Achille et la Tortue apparaît au final comme une variation mineure sur le thème de l'impuissance. Un portrait de l'artiste en raté. Le film, dans son silence, pose un peu la question des raisons de cet échec. Quelle avance avait donc la tortue, pour qu'Achille ... ? On pourra tout d'abord soulever la question du talent : Machisu en possède-t-il, même une infime part ? Tout le long du film, il semble bien plutôt se chercher, suivant à la lettre, et parfois avec une naïveté déconcertante les avis du responsable de la galerie. Et toute sa vie, il peindra dans l'espoir qu'on l'applaudisse, franchissant les limites de la décence et de la raison, pour son art. On peut se demander d'où lui vient cette obsession : rien dans son air impassible, dans son silence ne viennent justifier cette passion ... Mais elle est là, elle est pourtant là. Reste le souvenir d'une enfance où le petit garçon était, aux yeux des adultes, un prodige ; reste ce béret rouge, offert par un peintre en vogue à l'époque - déchu depuis -et que Machisu porte toujours. Derrière le drame humain qui se joue devant nos yeux, plane une amertume : était-ce le rôle des adultes, que de pousser l'enfant vers son rêve ... ? Nous sommes dans une époque où l'individu, l'originalité comptent plus que tout - nous sommes aussi dans un monde où les places sont chères, quand on voudrait vivre de ses passions. Au fond, Machisu a mené son existence de peintre rêveur, peignait pour son plaisir. Ce n'est qu'après avoir visité la galerie d'art qu'il commence sa course folle au tableau réussi - alors que, paradoxalement, la seule toile qu'il vendra sera celle qu'il a peint, naïvement, de lui-même, sans conseils ni recommandations ... Ajoutons à cela qu'au vu des oeuvres exposées, ce n'est point tant le talent qui semble compter, que le discours et l'argent pour le promouvoir ...
La raison pourrait donc être sociale : suite à la mort de son influent père, le gamin qu'on avait encouragé, dont on aurait facilité les entrées, n'est plus personne.
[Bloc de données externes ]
//! Bounded retry with a declarative backoff schedule.

use std::future::Future;
use std::time::Duration;

use thiserror::Error;
use tokio::time::Instant;
use tracing::debug;

use fleetscale_core::RetryPolicy;

/// The probe never succeeded within its attempt budget.
#[derive(Debug, Clone, Copy, Error, PartialEq, Eq)]
#[error("probe still failing after {attempts} attempts")]
pub struct RetryExhausted {
    pub attempts: u32,
}

/// What bounds a [`Backoff`].
#[derive(Debug, Clone, Copy, PartialEq, Eq)]
pub enum Budget {
    /// Stop after this many failed attempts (at least one).
    Attempts(u32),
    /// Stop once this instant passes.
    Deadline(Instant),
}

/// Sleeps between failed attempts according to a [`RetryPolicy`].
#[derive(Debug)]
pub struct Backoff<'a> {
    policy: &'a RetryPolicy,
    budget: Budget,
    failures: u32,
}

impl<'a> Backoff<'a> {
    pub fn new(policy: &'a RetryPolicy, budget: Budget) -> Self {
        Self {
            policy,
            budget,
            failures: 0,
        }
    }

    /// Bounded by the policy's own attempt count.
    pub fn attempts(policy: &'a RetryPolicy) -> Self {
        Self::new(policy, Budget::Attempts(policy.attempts()))
    }

    /// Failed attempts recorded so far.
    pub fn failures(&self) -> u32 {
        self.failures
    }

    /// Record a failed attempt and wait before the next one.
    ///
    /// Returns `false` without sleeping when the attempt budget is spent.
    /// Against a deadline, returns `false` once the deadline has been
    /// reached instead of sleeping past it.
    pub async fn wait(&mut self) -> bool {
        let delay = self.policy.delay_for_attempt(self.failures);
        self.failures += 1;

        match self.budget {
            Budget::Attempts(max) => {
                if self.failures >= max.max(1) {
                    return false;
                }
            }
            Budget::Deadline(deadline) => {
                let next = Instant::now().checked_add(delay);
                if next.is_none_or(|next| next >= deadline) {
                    tokio::time::sleep_until(deadline).await;
                    return false;
                }
            }
        }

        debug!(attempt = self.failures, delay_ms = delay.as_millis() as u64, "backing off");
        tokio::time::sleep(delay).await;
        true
    }
}

/// Call `probe` until it returns `true` or the policy's attempts run out.
///
/// Returns the number of attempts used. After the failed attempt with
/// index `i`, sleeps `policy.backoff[min(i, len - 1)]`; there is no sleep
/// after the final attempt.
pub async fn retry<F, Fut>(policy: &RetryPolicy, mut probe: F) -> Result<u32, RetryExhausted>
where
    F: FnMut() -> Fut,
    Fut: Future<Output = bool>,
{
    let mut backoff = Backoff::attempts(policy);
    loop {
        if probe().await {
            return Ok(backoff.failures() + 1);
        }
        if !backoff.wait().await {
            return Err(RetryExhausted {
                attempts: backoff.failures(),
            });
        }
    }
}

/// Sum of the waits a probe failing `failures` times will sleep.
pub fn total_delay(policy: &RetryPolicy, failures: u32) -> Duration {
    (0..failures).map(|i| policy.delay_for_attempt(i)).sum()
}

#[cfg(test)]
mod tests {
    use super::*;

    fn policy() -> RetryPolicy {
        RetryPolicy::new(
            vec![Duration::from_secs(1), Duration::from_secs(2), Duration::from_secs(5)],
            6,
        )
    }

    /// Probe that fails `k` times, then succeeds.
    fn flaky(k: u32) -> impl FnMut() -> std::future::Ready<bool> {
        let mut calls = 0;
        move || {
            calls += 1;
            std::future::ready(calls > k)
        }
    }

    #[tokio::test(start_paused = true)]
    async fn succeeds_first_try_without_sleeping() {
        let start = Instant::now();
        assert_eq!(retry(&policy(), flaky(0)).await, Ok(1));
        assert_eq!(start.elapsed(), Duration::ZERO);
    }

    #[tokio::test(start_paused = true)]
    async fn succeeds_after_k_failures_with_summed_backoff() {
        for k in 0..6 {
            let start = Instant::now();
            assert_eq!(retry(&policy(), flaky(k)).await, Ok(k + 1));
            assert_eq!(start.elapsed(), total_delay(&policy(), k), "k = {k}");
        }
    }

    #[tokio::test(start_paused = true)]
    async fn last_backoff_is_reused() {
        let start = Instant::now();
        retry(&policy(), flaky(5)).await.unwrap();
        // 1 + 2 + 5 + 5 + 5
        assert_eq!(start.elapsed(), Duration::from_secs(18));
    }

    #[tokio::test(start_paused = true)]
    async fn exhausts_budget() {
        let mut calls = 0;
        let start = Instant::now();
        let result = retry(&policy(), || {
            calls += 1;
            std::future::ready(false)
        })
        .await;

        assert_eq!(result, Err(RetryExhausted { attempts: 6 }));
        assert_eq!(calls, 6);
        // No sleep after the final attempt.
        assert_eq!(start.elapsed(), total_delay(&policy(), 5));
    }

    #[tokio::test(start_paused = true)]
    async fn zero_attempts_still_probes_once() {
        let policy = RetryPolicy::new(Vec::new(), 0);
        assert_eq!(
            retry(&policy, flaky(3)).await,
            Err(RetryExhausted { attempts: 1 })
        );
    }

    #[tokio::test(start_paused = true)]
    async fn deadline_budget_stops_at_deadline() {
        let policy = RetryPolicy::constant(Duration::from_secs(2), 1);
        let start = Instant::now();
        let mut backoff = Backoff::new(&policy, Budget::Deadline(start + Duration::from_secs(5)));

        assert!(backoff.wait().await); // t = 2
        assert!(backoff.wait().await); // t = 4
        assert!(!backoff.wait().await); // would pass t = 5
        assert_eq!(start.elapsed(), Duration::from_secs(5));
        assert_eq!(backoff.failures(), 3);
    }

    #[tokio::test(start_paused = true)]
    async fn huge_delay_against_deadline_stops_at_deadline() {
        let policy = RetryPolicy::constant(Duration::MAX, 1);
        let start = Instant::now();
        let mut backoff = Backoff::new(&policy, Budget::Deadline(start + Duration::from_secs(3)));

        assert!(!backoff.wait().await);
        assert_eq!(start.elapsed(), Duration::from_secs(3));
    }
}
Pas d'argent, pour se former le goût, s'offrir le temps d'apprendre ; pas de relations pour trouver un mécène qui daignât s'intéresser à ses toiles. Mais y a-t-il que cela ... ? Les confrontations avec le responsable de galerie amènent l'idée que l'art contemporain doit, pour se soutenir, avoir l'appui d'un discours - pour le fonder, le justifier, l'expliquer. Ce n'est plus tant l'œuvre que l'on juge, mais le discours sur l'œuvre. Or ... Ce n'est pas Machisu, silencieux, effacé, qui pourra en produire un. Enfin, l'échec de notre peintre pose la question, plus généralement, de l'avenir de l'art. A une heure où tout - jusqu'au plus étrange, jusqu'au plus provocateur - a été fait, que peut-on encore peindre, si l'on veut faire du nouveau ? L'évolution artistique du personnage calque, en cela, les grands mouvements de l'histoire de l'art européen : les toiles du jeune homme faisaient songer aux impressionnistes, il a ensuite tenté le cubisme à la Picasso, l'action painting, le pop-art, etc. Et maintenant, que reste-t-il ... ? Comment être artiste, aujourd'hui ? Ce sont aussi les questions que ce film nous pose, tout en finesse - et que voulez-vous, j'aime les films qui posent des questions.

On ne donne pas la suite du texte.